Freedman will certainly be taking notes with next season in mind, and the number of missed opportunities cannot fail to be a cause for concern.

Al-Habsi was in top form on his return to the Reebok. Both sets of fans claimed him as their own – but for “a White” the Oman international was doing a pretty good job for the boys in blue.

The Latics keeper twice denied Tim Ream his first-ever Wanderers goal, but also produced important stops from Jay Spearing, Rob Hall and David Wheater.

While there is little you can do with a keeper in that kind of form, chances that fell to Chung-Yong Lee, Jermaine Beckford and Andre Moritz should definitely have been converted. The Whites were guilty of taking the extra touch in and around the penalty box at times. And in the end, their failure to build on a one-goal advantage cost them.

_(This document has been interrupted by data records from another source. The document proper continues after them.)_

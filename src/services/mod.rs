//! Service layer for indicator-tracker
//!
//! Services encapsulate business logic between callers (CLI, forms, HTTP
//! handlers) and the repositories. Each service wraps database operations
//! with:
//! - Input validation
//! - Transaction boundaries
//! - Rollup of ledger changes into the owning indicator
//!
//! ## Architecture
//!
//! ```text
//! Callers (thin)
//!     ↓
//! Service Layer (business logic)
//!     ↓
//! Ledger / Aggregation
//!     ↓
//! Repository Layer (db/*.rs)
//!     ↓
//! SQLite Database
//! ```

pub mod indicator_service;
pub mod report_service;

pub use indicator_service::{IndicatorService, ProgressUpdate};
pub use report_service::ReportService;

use crate::db::TrackerDb;
use std::sync::Arc;

/// Service container for dependency injection
///
/// Holds all services over one shared store handle.
pub struct Services {
    pub indicators: Arc<IndicatorService>,
    pub reports: Arc<ReportService>,
}

impl Services {
    pub fn new(db: Arc<TrackerDb>) -> Self {
        Self {
            indicators: Arc::new(IndicatorService::new(db.clone())),
            reports: Arc::new(ReportService::new(db)),
        }
    }
}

Jutkiewicz took his goal well, poking a fine free kick from Rob Hall inside the far post, and got a standing ovation from the Reebok crowd when he was substituted late on.

Whether Wanderers are able to muster enough cash to make Middlesbrough listen in the summer and make his move a permanent one remains to be seen. But judging by the word on the terraces, his arrival would be every bit as celebrated as Jay Spearing’s was at the start of this season.

While the Whites continued to play off Jutkiewicz and create chances, Wigan’s threats were few and far between until the last 10 minutes of the game.

Once McManaman and Powell were on the pitch the Latics looked much more like the side that has surged up the table since the start of the year.

Bogdan had warmed himself up for his penalty heroics with a fine save under his own bar from Powell’s header and another brave effort at the feet of Marc-Antoine Fortune.

The back four had looked comfortable up until the final stages, and another competent performance from Alan Hutton may be food for thought.

Freedman wants to extend the Scotland international’s loan but is currently struggling to muster the right finances to keep him until the end of the season.

Cash may also be a deciding factor in the future of Zat Knight, who has finished the season playing his best football in some time.

There is clearly still a lot of work for Freedman to do this summer but with safety all but secured, he now has the luxury of a seven-game cushion to sort out some fine details.

Time is a commodity few managers get – but the Wanderers boss has a few weeks to sort out what he really needs to recruit this summer.